Fue inútil buscarlo por los cerros y las quebradas. Nadie supo jamás dónde llegaron a parar sus
despojos. Desapareció como un fuego que se apaga. A mí se me mandó a buscarlo. Entre los indios decían
que le había llegado la justicia divina. Nunca supe si llegaron a matarlo. Pero no hubo cómo comprobarlo.
El día que fui a cumplir las órdenes de Alencastre, la concubina del cura me suplicó que no la matara,
me dijo que ella me lo iba a entregar. Pero tuve que pasarle el machete por el cuello y cortarle la cabeza a su
bebé. Confieso que fue un poco desagradable todo aquello. Era la primera vez que lo hacía con una criatura.
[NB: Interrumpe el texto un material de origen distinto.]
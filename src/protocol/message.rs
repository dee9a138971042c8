use bytes::Bytes;
use chrono::{DateTime, Utc};
use serde::{Deserialize, Serialize};
use serde_json::{Map, Value};

use crate::core::{CommandType, DeviceAddress, Error};
use super::{EMPIRBUS_MANUFACTURER_ID, ISO_REQUEST_PAYLOAD, PGN_ISO_REQUEST};

/// A decoded NMEA 2000 record as emitted by the analyzer, e.g.
/// `{"pgn":65280,"fields":{"Manufacturer Code":"Empir Bus","Data":"01 f4 01 e8 03 55"}}`
#[derive(Debug, Clone, PartialEq, Serialize, Deserialize)]
pub struct AnalyzerMessage {
    /// Parameter group number
    pub pgn: u32,
    /// Source address
    #[serde(default, skip_serializing_if = "Option::is_none")]
    pub src: Option<u8>,
    /// Destination address
    #[serde(default, skip_serializing_if = "Option::is_none")]
    pub dst: Option<u8>,
    /// Decoded fields keyed by their analyzer names
    #[serde(default)]
    pub fields: Map<String, Value>,
}

impl AnalyzerMessage {
    /// Creates a proprietary record carrying a manufacturer code and hex data
    pub fn proprietary(pgn: u32, manufacturer_code: impl Into<Value>, data: impl Into<String>) -> Self {
        let mut fields = Map::new();
        fields.insert("Manufacturer Code".to_string(), manufacturer_code.into());
        fields.insert("Data".to_string(), Value::String(data.into()));
        AnalyzerMessage {
            pgn,
            src: None,
            dst: None,
            fields,
        }
    }

    /// The `Manufacturer Code` field, either a name or the numeric code
    pub fn manufacturer_code(&self) -> Option<&Value> {
        self.fields.get("Manufacturer Code")
    }

    /// The hex rendered proprietary payload
    pub fn data(&self) -> Option<&str> {
        self.fields.get("Data").and_then(Value::as_str)
    }

    /// Whether the record was sent by the expected manufacturer.
    ///
    /// Names compare ignoring case and whitespace ("Empir Bus" matches
    /// "Empirbus"); numeric codes compare against the registered id.
    pub fn is_from(&self, manufacturer: &str) -> bool {
        match self.manufacturer_code() {
            Some(Value::String(name)) => normalize(name) == normalize(manufacturer),
            Some(Value::Number(code)) => code.as_u64() == Some(u64::from(EMPIRBUS_MANUFACTURER_ID)),
            _ => false,
        }
    }

    /// Manufacturer code rendered for status and log output
    pub fn manufacturer_label(&self) -> String {
        match self.manufacturer_code() {
            Some(Value::String(name)) => name.clone(),
            Some(other) => other.to_string(),
            None => "(none)".to_string(),
        }
    }
}

fn normalize(name: &str) -> String {
    name.chars()
        .filter(|c| !c.is_whitespace())
        .flat_map(char::to_lowercase)
        .collect()
}

/// A payload queued for transmission on the bus
#[derive(Debug, Clone, PartialEq, Eq)]
pub struct OutboundFrame {
    /// Creation time, rendered into the Actisense line
    pub timestamp: DateTime<Utc>,
    /// Parameter group number
    pub pgn: u32,
    /// Destination address, 255 for all nodes
    pub destination: u8,
    /// Raw payload bytes
    pub payload: Bytes,
}

impl OutboundFrame {
    /// Creates a frame stamped with the current time
    pub fn new(pgn: u32, destination: u8, payload: Bytes) -> Self {
        OutboundFrame {
            timestamp: Utc::now(),
            pgn,
            destination,
            payload,
        }
    }

    /// ISO request asking every NXT to transmit all configured instances
    pub fn iso_request(destination: u8) -> Self {
        Self::new(
            PGN_ISO_REQUEST,
            destination,
            Bytes::from_static(&ISO_REQUEST_PAYLOAD),
        )
    }

    /// Actisense serial rendering of this frame
    pub fn to_actisense(&self) -> String {
        super::codec::to_actisense(&self.timestamp, self.pgn, &self.payload, self.destination)
    }
}

/// A request to change one device, as routed from a PUT
#[derive(Debug, Clone, PartialEq, Serialize, Deserialize)]
pub struct CommandRequest {
    /// Target device
    pub address: DeviceAddress,
    /// Property being changed
    pub command: CommandType,
    /// Requested value, a switch state or a brightness ratio
    pub value: Value,
}

impl CommandRequest {
    /// Creates a new command request
    pub fn new(address: DeviceAddress, command: CommandType, value: impl Into<Value>) -> Self {
        CommandRequest {
            address,
            command,
            value: value.into(),
        }
    }
}

/// Completion state of a command
#[derive(Debug, Clone, Copy, PartialEq, Eq, Serialize, Deserialize)]
#[serde(rename_all = "SCREAMING_SNAKE_CASE")]
pub enum CommandState {
    /// Handled synchronously, successfully or not
    Completed,
}

/// Outcome of a command reported back to the host
#[derive(Debug, Clone, PartialEq, Eq, Serialize, Deserialize)]
#[serde(rename_all = "camelCase")]
pub struct CommandResult {
    /// Completion state
    pub state: CommandState,
    /// 200 on success, 4xx/5xx on rejection
    pub status_code: u16,
    /// Reason for a rejection
    #[serde(default, skip_serializing_if = "Option::is_none")]
    pub message: Option<String>,
}

impl CommandResult {
    /// Successful command
    pub fn completed() -> Self {
        CommandResult {
            state: CommandState::Completed,
            status_code: 200,
            message: None,
        }
    }

    /// Rejected command
    pub fn rejected(error: &Error) -> Self {
        CommandResult {
            state: CommandState::Completed,
            status_code: error.status_code(),
            message: Some(error.to_string()),
        }
    }

    /// Whether the command was accepted
    pub fn is_success(&self) -> bool {
        self.status_code == 200
    }
}

/// Path/value update in Signal K delta format
#[derive(Debug, Clone, PartialEq, Serialize)]
pub struct Delta {
    /// Updates, one per processed frame
    pub updates: Vec<Update>,
}

/// A single timestamped update
#[derive(Debug, Clone, PartialEq, Serialize)]
pub struct Update {
    /// Time the update was produced
    #[serde(serialize_with = "crate::core::serde::serialize_timestamp")]
    pub timestamp: DateTime<Utc>,
    /// Leaf values
    pub values: Vec<PathValue>,
    /// Metadata, only present the first time a device is seen
    #[serde(skip_serializing_if = "Vec::is_empty")]
    pub meta: Vec<PathMeta>,
}

/// A value at a key path
#[derive(Debug, Clone, PartialEq, Serialize)]
pub struct PathValue {
    /// Full key path
    pub path: String,
    /// Leaf value
    pub value: Value,
}

impl PathValue {
    /// Creates a new path/value pair
    pub fn new(path: impl Into<String>, value: impl Into<Value>) -> Self {
        PathValue {
            path: path.into(),
            value: value.into(),
        }
    }
}

/// Metadata for a key path
#[derive(Debug, Clone, PartialEq, Serialize)]
pub struct PathMeta {
    /// Full key path
    pub path: String,
    /// Metadata describing the leaf
    pub value: Metadata,
}

/// Units, names and device address of a leaf
#[derive(Debug, Clone, PartialEq, Serialize)]
#[serde(rename_all = "camelCase")]
pub struct Metadata {
    /// `bool` or `ratio`
    pub units: String,
    /// Longer description
    #[serde(skip_serializing_if = "Option::is_none")]
    pub description: Option<String>,
    /// System name, e.g. `Dimmer 0.1`
    pub display_name: String,
    /// Technical address in the EmpirBus API
    pub associated_device: AssociatedDevice,
}

/// Technical address of a device in the EmpirBus API
#[derive(Debug, Clone, PartialEq, Eq, Serialize)]
pub struct AssociatedDevice {
    /// API component instance
    pub instance: u8,
    /// Device inside the instance, e.g. `dimmer 1`
    pub device: String,
}

impl From<&DeviceAddress> for AssociatedDevice {
    fn from(address: &DeviceAddress) -> Self {
        AssociatedDevice {
            instance: address.instance,
            device: address.device_name(),
        }
    }
}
Quemé los cuerpos junto con la casa y me fui a caballo hacia el norte, por la ruta del Desaguadero. Pero
como en dos semanas de búsqueda no lo ubiqué regresé a la mina. Compré dos esclavas al volver, ya que
todas las cocineras se nos habían muerto.
Cuando llegué al socavón encontré una fila de enfermos esforzándose por empujar las carretas
cargadas de roca. La peste los estaba carcomiendo. En el pueblo de pastores no quedaba nadie. Solo algunos
perros sarnosos devorando el ganado putrefacto. En el pueblo minero, encontré a dos médicos traídos desde
Oruro. Atendían en una carpa de campaña a una mujer tendida sobre la camilla. De los ojos emanaban dos
flujos de sangre. De la lengua una baba espesa. Olía a azufre. Mirando bien la reconocí. Era la madre de
Condori. Tocó mi pistolera y me suplicó. Pero di dos pasos hacia atrás. Avancé entre los cuerpos sacudiendo
mi látigo hasta la torre del capataz, donde había reconocido la figura de Don Alencastre.
Colgaba de su cuello una cruz de oro. Se había dejado crecer la barba como un Cristo. Sus botas
lucían lustradas contrastando con la opacidad del resto de su ser. Sobre la camisa se notaban unas manchas de
sangre y moco. Levantaba los brazos desordenadamente y, a veces, tiraba de los gatillos de sus Winchester.
Lo llamé desde el caballo y él, al girar, perdió el equilibrio y se vino rodando por una cuestita, hiriéndose
con la roca filosa y dando un grito como el de un chancho cuando lo capan. Se quiso levantar, pero se quedó
bocarriba. Su cruz se hundió en la tierra.
Me acerqué.
Pero cuando lo vi a la cara, supe que era momento de irme.
Así que di media vuelta con el caballo y hundí las espuelas en el animal.